▸ **Aim of the exercise**:
In the listing that follows, locate the line containing "pub const fn kind(&self)" and the line containing "RemoteErrorKind::Timeout". Retype exactly those two lines and every line between them, and nothing more.

▸ **Records shown**:
*** Begin section ***

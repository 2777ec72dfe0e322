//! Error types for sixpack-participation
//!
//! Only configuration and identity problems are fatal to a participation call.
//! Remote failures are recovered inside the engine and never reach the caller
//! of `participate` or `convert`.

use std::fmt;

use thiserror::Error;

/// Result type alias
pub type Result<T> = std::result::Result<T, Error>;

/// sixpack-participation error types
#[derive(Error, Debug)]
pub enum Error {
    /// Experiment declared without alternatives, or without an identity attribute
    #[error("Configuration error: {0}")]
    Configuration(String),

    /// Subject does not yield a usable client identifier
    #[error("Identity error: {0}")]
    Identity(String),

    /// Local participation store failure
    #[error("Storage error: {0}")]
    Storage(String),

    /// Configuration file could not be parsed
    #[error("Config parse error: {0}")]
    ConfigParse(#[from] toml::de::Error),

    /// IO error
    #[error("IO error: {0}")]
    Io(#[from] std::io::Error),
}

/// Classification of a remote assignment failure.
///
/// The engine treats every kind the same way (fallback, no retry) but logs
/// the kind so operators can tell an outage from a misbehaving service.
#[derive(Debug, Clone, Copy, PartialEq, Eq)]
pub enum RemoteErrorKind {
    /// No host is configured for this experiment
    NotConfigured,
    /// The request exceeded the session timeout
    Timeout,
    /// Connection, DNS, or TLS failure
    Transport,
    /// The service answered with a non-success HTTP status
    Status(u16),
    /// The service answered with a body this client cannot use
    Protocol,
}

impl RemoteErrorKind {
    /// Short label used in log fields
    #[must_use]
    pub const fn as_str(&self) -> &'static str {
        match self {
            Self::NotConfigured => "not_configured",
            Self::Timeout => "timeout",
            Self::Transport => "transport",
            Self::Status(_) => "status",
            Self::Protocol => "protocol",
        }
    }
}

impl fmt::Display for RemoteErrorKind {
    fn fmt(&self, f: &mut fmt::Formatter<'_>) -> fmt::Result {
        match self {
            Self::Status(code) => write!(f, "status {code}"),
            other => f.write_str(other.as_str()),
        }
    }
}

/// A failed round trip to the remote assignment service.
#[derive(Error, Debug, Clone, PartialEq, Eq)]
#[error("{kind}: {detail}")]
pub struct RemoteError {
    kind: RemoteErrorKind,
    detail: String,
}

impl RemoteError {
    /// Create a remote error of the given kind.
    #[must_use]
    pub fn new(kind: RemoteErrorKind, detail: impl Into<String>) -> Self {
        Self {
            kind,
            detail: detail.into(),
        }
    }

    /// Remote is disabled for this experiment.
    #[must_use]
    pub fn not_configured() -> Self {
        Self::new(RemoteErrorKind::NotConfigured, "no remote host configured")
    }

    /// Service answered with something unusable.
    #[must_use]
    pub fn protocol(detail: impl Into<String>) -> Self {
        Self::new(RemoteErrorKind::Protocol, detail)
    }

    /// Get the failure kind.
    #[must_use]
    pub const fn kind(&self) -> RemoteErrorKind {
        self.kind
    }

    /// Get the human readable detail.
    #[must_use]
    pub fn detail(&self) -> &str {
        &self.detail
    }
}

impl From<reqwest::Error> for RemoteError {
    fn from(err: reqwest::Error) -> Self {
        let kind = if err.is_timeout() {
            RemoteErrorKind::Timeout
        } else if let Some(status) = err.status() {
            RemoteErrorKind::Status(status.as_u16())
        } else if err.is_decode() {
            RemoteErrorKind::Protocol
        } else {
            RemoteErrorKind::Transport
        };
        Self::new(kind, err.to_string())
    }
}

*** End section ***
*** Begin section ***

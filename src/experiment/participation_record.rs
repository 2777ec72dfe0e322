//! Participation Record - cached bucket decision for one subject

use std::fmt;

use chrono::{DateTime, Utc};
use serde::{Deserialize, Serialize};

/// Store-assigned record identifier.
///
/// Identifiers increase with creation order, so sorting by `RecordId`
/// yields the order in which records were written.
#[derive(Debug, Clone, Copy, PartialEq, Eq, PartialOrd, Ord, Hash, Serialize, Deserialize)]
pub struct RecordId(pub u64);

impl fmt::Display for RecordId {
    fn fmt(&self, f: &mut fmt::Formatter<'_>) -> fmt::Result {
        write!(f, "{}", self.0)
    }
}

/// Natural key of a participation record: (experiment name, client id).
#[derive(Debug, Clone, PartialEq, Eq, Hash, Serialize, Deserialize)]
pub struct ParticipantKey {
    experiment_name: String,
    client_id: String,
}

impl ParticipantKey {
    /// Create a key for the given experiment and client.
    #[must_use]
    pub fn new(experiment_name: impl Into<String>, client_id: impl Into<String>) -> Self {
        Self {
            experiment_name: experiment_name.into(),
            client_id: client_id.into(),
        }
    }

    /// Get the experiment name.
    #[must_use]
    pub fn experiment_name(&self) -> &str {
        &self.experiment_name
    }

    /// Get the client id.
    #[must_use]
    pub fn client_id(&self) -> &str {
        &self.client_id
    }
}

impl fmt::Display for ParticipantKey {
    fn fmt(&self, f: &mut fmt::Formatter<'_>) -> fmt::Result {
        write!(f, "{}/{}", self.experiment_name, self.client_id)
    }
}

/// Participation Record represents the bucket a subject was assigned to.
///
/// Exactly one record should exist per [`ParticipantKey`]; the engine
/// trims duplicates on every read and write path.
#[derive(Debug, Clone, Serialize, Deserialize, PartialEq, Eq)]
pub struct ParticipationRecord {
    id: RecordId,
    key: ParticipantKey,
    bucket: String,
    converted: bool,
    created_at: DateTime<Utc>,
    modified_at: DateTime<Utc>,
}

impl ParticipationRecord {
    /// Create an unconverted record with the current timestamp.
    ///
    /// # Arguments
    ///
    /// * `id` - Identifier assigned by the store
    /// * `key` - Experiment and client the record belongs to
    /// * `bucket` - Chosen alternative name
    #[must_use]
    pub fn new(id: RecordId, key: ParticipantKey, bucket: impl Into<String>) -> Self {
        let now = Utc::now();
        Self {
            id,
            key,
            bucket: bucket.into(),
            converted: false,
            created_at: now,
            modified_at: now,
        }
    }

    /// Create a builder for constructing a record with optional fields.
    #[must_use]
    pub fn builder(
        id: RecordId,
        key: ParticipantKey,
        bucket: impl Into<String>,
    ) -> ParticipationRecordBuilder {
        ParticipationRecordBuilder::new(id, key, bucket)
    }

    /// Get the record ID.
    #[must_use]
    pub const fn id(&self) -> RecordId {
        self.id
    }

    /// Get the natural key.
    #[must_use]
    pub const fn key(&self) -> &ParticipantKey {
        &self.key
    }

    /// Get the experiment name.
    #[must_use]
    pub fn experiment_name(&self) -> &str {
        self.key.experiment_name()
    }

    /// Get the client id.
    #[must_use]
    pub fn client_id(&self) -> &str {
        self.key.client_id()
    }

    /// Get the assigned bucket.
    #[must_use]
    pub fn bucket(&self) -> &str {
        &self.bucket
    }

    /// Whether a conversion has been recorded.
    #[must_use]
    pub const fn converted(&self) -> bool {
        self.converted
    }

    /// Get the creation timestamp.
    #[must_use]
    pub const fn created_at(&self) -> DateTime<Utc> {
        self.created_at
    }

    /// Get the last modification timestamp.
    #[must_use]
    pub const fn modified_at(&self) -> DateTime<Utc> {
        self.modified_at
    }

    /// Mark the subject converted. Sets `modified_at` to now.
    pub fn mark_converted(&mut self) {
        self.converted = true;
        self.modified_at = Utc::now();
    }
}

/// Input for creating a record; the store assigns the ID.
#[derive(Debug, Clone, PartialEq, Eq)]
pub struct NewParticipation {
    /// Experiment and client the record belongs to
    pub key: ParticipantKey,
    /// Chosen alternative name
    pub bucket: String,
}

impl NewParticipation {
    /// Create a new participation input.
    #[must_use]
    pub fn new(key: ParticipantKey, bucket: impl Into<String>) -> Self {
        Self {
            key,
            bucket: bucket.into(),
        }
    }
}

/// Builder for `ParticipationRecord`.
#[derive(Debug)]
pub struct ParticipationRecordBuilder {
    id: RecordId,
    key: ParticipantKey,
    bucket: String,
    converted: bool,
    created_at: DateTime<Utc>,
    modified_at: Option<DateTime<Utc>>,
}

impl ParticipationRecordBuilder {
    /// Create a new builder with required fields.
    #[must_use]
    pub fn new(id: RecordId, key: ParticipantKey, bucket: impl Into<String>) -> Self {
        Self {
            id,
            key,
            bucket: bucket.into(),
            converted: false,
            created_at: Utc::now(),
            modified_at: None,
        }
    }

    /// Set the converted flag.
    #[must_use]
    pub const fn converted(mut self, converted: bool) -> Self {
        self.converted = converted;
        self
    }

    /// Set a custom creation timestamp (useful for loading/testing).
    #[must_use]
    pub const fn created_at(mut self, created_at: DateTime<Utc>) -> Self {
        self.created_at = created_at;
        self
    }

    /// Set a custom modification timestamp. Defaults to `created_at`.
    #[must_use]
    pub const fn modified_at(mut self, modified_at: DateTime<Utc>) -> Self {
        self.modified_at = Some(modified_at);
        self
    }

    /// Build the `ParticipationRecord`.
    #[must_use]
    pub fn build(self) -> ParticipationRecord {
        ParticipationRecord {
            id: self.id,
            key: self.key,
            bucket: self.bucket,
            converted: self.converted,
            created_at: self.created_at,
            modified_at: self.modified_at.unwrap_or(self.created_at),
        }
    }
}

*** End section ***

▸ **Response**:
    pub const fn kind(&self) -> RemoteErrorKind {
        self.kind
    }

    /// Get the human readable detail.
    #[must_use]
    pub fn detail(&self) -> &str {
        &self.detail
    }
}

impl From<reqwest::Error> for RemoteError {
    fn from(err: reqwest::Error) -> Self {
        let kind = if err.is_timeout() {
            RemoteErrorKind::Timeout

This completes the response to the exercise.